Karena selamanya ku akan mencinta, dirimu, hatimu.

Wajah kita dulu masih nekat: berani demi cinta.
Awal yang boleh dibilang banyak kekurangan.

Tapi ternyata Tuhan kita setia.
Dia menyediakan semua yang kita butuhkan.

Semua kita bisa lalui bersama, cinta kita lebih dari apapun.
Selama kita saling percaya, tidak ada yang sanggup memisahkan.

Bidadari, dulu aku memanggilmu demikian.
Sekarang sudah jarang, lebih sering adik atau mama, walau tidak mengubah esensinya.

Anak kita sudah genap 2, Fhea dan Reig.
Fhea berusia hampir 3 tahun, dan Reig berusia hampir 1 tahun.

Kalau dihitung-hitung, sering sekali kita tidak cocok satu sama lain.
Tapi ternyata, sebanyak itu jugalah kita berhasil melewatinya.

Di usia 4 tahun ini, aku semakin mengerti.
Dirimu ada untuk melengkapiku, bukan untuk sama denganku.

4 tahun bersamamu.
Selamanya ku kan tertawa.

Kertas Putih

Pada acara ucapan syukur wisuda spesialis Bang Ago, dimana sebelumnya juga sudah berlangsung acara ucapan syukur wisuda s2 ku, Bapak dan Mamah memberikan sebuah pengumuman.
Pengumuman ini unik, Bapak dan Mamah memberikan amplop berisi sebuah kertas putih tanpa ada tulisan apa-apa kepada kami bertiga anak-anaknya.
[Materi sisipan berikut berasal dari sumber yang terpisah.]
//! Dependency edge operations: DAG-guarded creation, soft removal, chain and
//! eligibility queries.

use super::tasks::{get_task_internal, parse_task_row};
use super::{Database, now_ms};
use crate::error::ApiError;
use crate::graph;
use crate::types::{DependencyEdge, DependencyKind, EdgeId, Task, TaskId};
use anyhow::Result;
use rusqlite::{Connection, Row, TransactionBehavior, params};
use std::collections::{HashMap, HashSet};
use tracing::warn;

fn parse_edge_row(row: &Row) -> rusqlite::Result<DependencyEdge> {
    let kind_raw: String = row.get("kind")?;

    Ok(DependencyEdge {
        id: row.get("id")?,
        successor_id: row.get("successor_id")?,
        predecessor_id: row.get("predecessor_id")?,
        kind: DependencyKind::parse(&kind_raw).unwrap_or_default(),
        created_at: row.get("created_at")?,
        deleted_at: row.get("deleted_at")?,
    })
}

/// Read the full live edge set. Validation needs to see every edge that could
/// participate in a cycle, and a partial slice read outside the insert
/// transaction could miss one.
fn all_live_edges(conn: &Connection) -> Result<Vec<DependencyEdge>> {
    let mut stmt =
        conn.prepare("SELECT * FROM task_dependencies WHERE deleted_at IS NULL ORDER BY id")?;
    let edges = stmt
        .query_map([], parse_edge_row)?
        .collect::<rusqlite::Result<Vec<_>>>()?;
    Ok(edges)
}

impl Database {
    /// Add a precedence edge (predecessor must resolve before successor).
    ///
    /// The read-validate-write sequence runs inside one immediate transaction
    /// so two concurrent inserts cannot jointly commit a cycle that neither
    /// would form alone. On validation failure nothing is written and the
    /// structured error carries the offending cycle path.
    pub fn add_dependency(
        &self,
        successor_id: TaskId,
        predecessor_id: TaskId,
        kind: DependencyKind,
    ) -> Result<DependencyEdge> {
        self.with_conn_mut(|conn| {
            let tx = conn.transaction_with_behavior(TransactionBehavior::Immediate)?;

            let existing = all_live_edges(&tx)?;
            let validation = graph::validate_new_edge(predecessor_id, successor_id, &existing);
            if !validation.is_valid() {
                return Err(match validation.circular_path {
                    Some(path) => ApiError::dependency_cycle(path),
                    None => ApiError::self_dependency(),
                }
                .into());
            }

            let now = now_ms();
            tx.execute(
                "INSERT INTO task_dependencies (successor_id, predecessor_id, kind, created_at)
                 VALUES (?1, ?2, ?3, ?4)",
                params![successor_id, predecessor_id, kind.as_str(), now],
            )?;
            let id = tx.last_insert_rowid();
            tx.commit()?;

            Ok(DependencyEdge {
                id,
                successor_id,
                predecessor_id,
                kind,
                created_at: now,
                deleted_at: None,
            })
        })
    }

    /// Soft-remove a dependency edge. Never hard-deletes; repeat calls (and
    /// unknown edge ids) silently succeed, matching update-regardless
    /// semantics.
    pub fn remove_dependency(&self, edge_id: EdgeId) -> Result<()> {
        self.with_conn(|conn| {
            conn.execute(
                "UPDATE task_dependencies SET deleted_at = ?2
                 WHERE id = ?1 AND deleted_at IS NULL",
                params![edge_id, now_ms()],
            )?;
            Ok(())
        })
    }

    /// Live edges for which the given task is the successor (what it depends on).
    pub fn get_dependencies(&self, successor_id: TaskId) -> Result<Vec<DependencyEdge>> {
        self.with_conn(|conn| {
            let mut stmt = conn.prepare(
                "SELECT * FROM task_dependencies
                 WHERE successor_id = ?1 AND deleted_at IS NULL
                 ORDER BY id",
            )?;
            let edges = stmt
                .query_map(params![successor_id], parse_edge_row)?
                .collect::<rusqlite::Result<Vec<_>>>()?;
            Ok(edges)
        })
    }

    /// Live edges for which the given task is the predecessor (what depends on it).
    pub fn get_successor_edges(&self, predecessor_id: TaskId) -> Result<Vec<DependencyEdge>> {
        self.with_conn(|conn| {
            let mut stmt = conn.prepare(
                "SELECT * FROM task_dependencies
                 WHERE predecessor_id = ?1 AND deleted_at IS NULL
                 ORDER BY id",
            )?;
            let edges = stmt
                .query_map(params![predecessor_id], parse_edge_row)?
                .collect::<rusqlite::Result<Vec<_>>>()?;
            Ok(edges)
        })
    }

    /// All tasks that must transitively resolve before `task_id`, depth-first,
    /// predecessor-before-dependent, no duplicates. Empty for a task with no
    /// predecessors.
    pub fn get_dependency_chain(&self, task_id: TaskId) -> Result<Vec<TaskId>> {
        self.with_conn(|conn| {
            // successor -> direct predecessors, from one consistent read.
            let mut predecessors: HashMap<TaskId, Vec<TaskId>> = HashMap::new();
            for edge in all_live_edges(conn)? {
                predecessors
                    .entry(edge.successor_id)
                    .or_default()
                    .push(edge.predecessor_id);
            }

            let empty: Vec<TaskId> = Vec::new();
            let mut chain: Vec<TaskId> = Vec::new();
            let mut in_chain: HashSet<TaskId> = HashSet::new();
            let mut visited: HashSet<TaskId> = HashSet::from([task_id]);
            // (task, index of the next predecessor to explore)
            let mut stack: Vec<(TaskId, usize)> = vec![(task_id, 0)];

            // Post-order: a task enters the chain only after all of its own
            // predecessors have. The visited guard bounds the walk even if a
            // cycle ever slipped into the stored edges.
            while let Some(frame) = stack.last_mut() {
                let preds = predecessors.get(&frame.0).unwrap_or(&empty);
                if frame.1 < preds.len() {
                    let pred = preds[frame.1];
                    frame.1 += 1;
                    if visited.insert(pred) {
                        stack.push((pred, 0));
                    }
                } else {
                    let (done, _) = match stack.pop() {
                        Some(f) => f,
                        None => break,
                    };
                    if done != task_id && in_chain.insert(done) {
                        chain.push(done);
                    }
                }
            }

            Ok(chain)
        })
    }

    /// Whether a task is eligible to start: every direct predecessor must be
    /// completed or cancelled.
    ///
    /// Fail-open by policy: a dangling predecessor id or an internal lookup
    /// error yields `true`. Blocking work on a broken lookup was judged worse
    /// than admitting a possibly-premature start; callers relying on a hard
    /// guarantee must not, and the policy is deliberate, inherited product
    /// behavior. The dependency kind is stored but not consulted here.
    pub fn can_task_start(&self, task_id: TaskId) -> bool {
        match self.can_task_start_checked(task_id) {
            Ok(eligible) => eligible,
            Err(e) => {
                warn!(task_id, error = %e, "Eligibility lookup failed; failing open");
                true
            }
        }
    }

    fn can_task_start_checked(&self, task_id: TaskId) -> Result<bool> {
        self.with_conn(|conn| {
            let mut stmt = conn.prepare(
                "SELECT predecessor_id FROM task_dependencies
                 WHERE successor_id = ?1 AND deleted_at IS NULL",
            )?;
            let predecessor_ids = stmt
                .query_map(params![task_id], |row| row.get::<_, TaskId>(0))?
                .collect::<rusqlite::Result<Vec<_>>>()?;

            for predecessor_id in predecessor_ids {
                // Dangling predecessor (task deleted out from under the edge):
                // non-blocking.
                if let Some(predecessor) = get_task_internal(conn, predecessor_id)?
                    && predecessor.status.blocks_successors()
                {
                    return Ok(false);
                }
            }

            Ok(true)
        })
    }

    /// Full task records of the direct successors of `task_id`: what
    /// completing this task would unblock.
    pub fn get_blocked_tasks(&self, task_id: TaskId) -> Result<Vec<Task>> {
        self.with_conn(|conn| {
            let mut stmt = conn.prepare(
                "SELECT DISTINCT t.*
                 FROM tasks t
                 INNER JOIN task_dependencies d ON t.id = d.successor_id
                 WHERE d.predecessor_id = ?1
                 AND d.deleted_at IS NULL
                 AND t.deleted_at IS NULL
                 ORDER BY t.created_at",
            )?;
            let tasks = stmt
                .query_map(params![task_id], parse_task_row)?
                .collect::<rusqlite::Result<Vec<_>>>()?;
            Ok(tasks)
        })
    }

    /// Candidate predecessor tasks for a successor: every live task except the
    /// successor itself, optionally scoped to a team. Cycle safety is still
    /// checked at insert time; this only trims the obvious non-candidates.
    pub fn get_available_predecessors(
        &self,
        successor_id: TaskId,
        team_id: Option<&str>,
    ) -> Result<Vec<Task>> {
        self.with_conn(|conn| {
            let tasks = if let Some(team) = team_id {
                let mut stmt = conn.prepare(
                    "SELECT * FROM tasks
                     WHERE id <> ?1 AND team_id = ?2 AND deleted_at IS NULL
                     ORDER BY created_at",
                )?;
                stmt.query_map(params![successor_id, team], parse_task_row)?
                    .collect::<rusqlite::Result<Vec<_>>>()?
            } else {
                let mut stmt = conn.prepare(
                    "SELECT * FROM tasks
                     WHERE id <> ?1 AND deleted_at IS NULL
                     ORDER BY created_at",
                )?;
                stmt.query_map(params![successor_id], parse_task_row)?
                    .collect::<rusqlite::Result<Vec<_>>>()?
            };

            Ok(tasks)
        })
    }
}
Ketika memberikannya, Bapak bilang coba direnungkan dulu 1-2 minggu ini artinya apa.


Aku mengira kertas putih berarti kita anak-anaknya bebas menuliskan keinginan apa saja untuk dikabulkan. Secara kami dulu dari keluarga yang cukup-cukup saja, bukan keluarga kaya. Jadi dari kecil kami sudah dididik untuk hidup susah, tidak minta yang macam-macam, dan memendam keinginan-keinginan. Sangkin kerasnya hidup ini, kami sudah terbiasa untuk hidup apa adanya. Pergi ke gereja naik motor vespa berlima (bapak, mamah, abang, aku, dan adik), uang jajan yang seadanya sehingga terkadang harus berangkat dan pulang jalan kaki ke sekolah, termasuk melupakan keinginan untuk membeli mainan anak-a…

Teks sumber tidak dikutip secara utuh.